Figure 1. Samd9l-Mut mouse has altered hematopoiesis.

(A) Model for the generation of conditional knockin Samd9l-W1171R mutation (Samd9l cKI^+/+) crossed with the hematopoietic cell–specific Vav1-Cre mouse (Vav1-Cre^+/Tg) to produce offspring with heterozygous Samd9l mutations (Vav1-Cre^+/Tg Samd9l cKI^+/–). (B) PCR analysis verifying the genotypes of the mice. The left gel shows the PCR result for the knockin insertion to have a 1,270-bp product if the cassette is present, 514-bp product if not, and both for heterozygosity.
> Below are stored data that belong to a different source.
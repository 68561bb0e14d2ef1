//! Error types shared by every reader in the crate.

use thiserror::Error;

use crate::backend::BackendError;
use crate::io::ByteRange;

/// Errors for all read, seek and size operations.
///
/// Reaching the end of the object is not an error: it is reported through
/// [`ReadStatus::EndOfData`](crate::io::ReadStatus::EndOfData).
#[derive(Error, Debug)]
pub enum Error {
    #[error("invalid configuration: {0}")]
    Configuration(String),

    #[error("metadata request for {location} failed")]
    Metadata {
        location: String,
        #[source]
        source: BackendError,
    },

    #[error("invalid metadata for {location}: {reason}")]
    InvalidMetadata { location: String, reason: String },

    #[error("range request {range} for {location} failed")]
    Fetch {
        location: String,
        range: ByteRange,
        #[source]
        source: BackendError,
    },

    #[error("transport error while reading {range} of {location}")]
    Transport {
        location: String,
        range: ByteRange,
        #[source]
        source: std::io::Error,
    },

    #[error("invalid argument: {0}")]
    InvalidArgument(String),

    #[error("operation cancelled")]
    Cancelled,

    #[error("deadline exceeded")]
    DeadlineExceeded,
}

impl Error {
    /// Whether the error came from the caller aborting the operation.
    pub fn is_cancellation(&self) -> bool {
        matches!(self, Error::Cancelled | Error::DeadlineExceeded)
    }
}

pub type Result<T> = std::result::Result<T, Error>;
The right gel shows the PCR products for the Vav-1 amplicon using iCre primers (390 bp) and internal positive control (324 bp). (C) Complete blood count (CBC) of Samd9l-KO (Samd9l^–/–, blue, n = 6), Samd9l-WT (Samd9l^cKI+/–, black, n = 11), and Samd9l-Mut (Vav1-Cre^+/Tg Samd9l^cKI+/–, red, n = 14) mice at 3 months: white blood cells (WBC, left), red blood cells (RBC, middle), and platelets (PLT, right). (D and E) Flow cytometric analysis of C57BL/6 (gray, n = 4), Samd9l-KO (blue, n = 8), Samd9l-WT (black, n = 8), and Samd9l-Mut (red, n = 8) mice assessing the BM compartment for (D) Lineage^– (Lin^–), common lymphoid progenitors (CLPs), myeloid progenitors (MPs), common myeloid progenitors (CMPs), granulocyte-macrophage progenitors (GMPs), and megakaryocyte/erythroid progenitors (MEPs), and (E) KSL (Lin^–cKit⁺Sca-1⁺), multipotent progenitors (MPP2 and MPP3/4), and short-term and long-term HSCs (ST-HSCs and LT-HSCs). (F and G) Percentage of mature cells in (F) peripheral blood (PB) or (G) BM cells of the C57BL/6, Samd9l-KO, Samd9l-WT, and Samd9l-Mut mice assessed by flow cytometry. For panels C–G, groups were initially compared by Kruskal-Wallis test. Significant Kruskal-Wallis results were followed by pairwise comparisons with Wilcoxon’s rank-sum test. *P < 0.05; **P < 0.01; ***P < 0.001. Error bars indicate the SEM for biological replicates.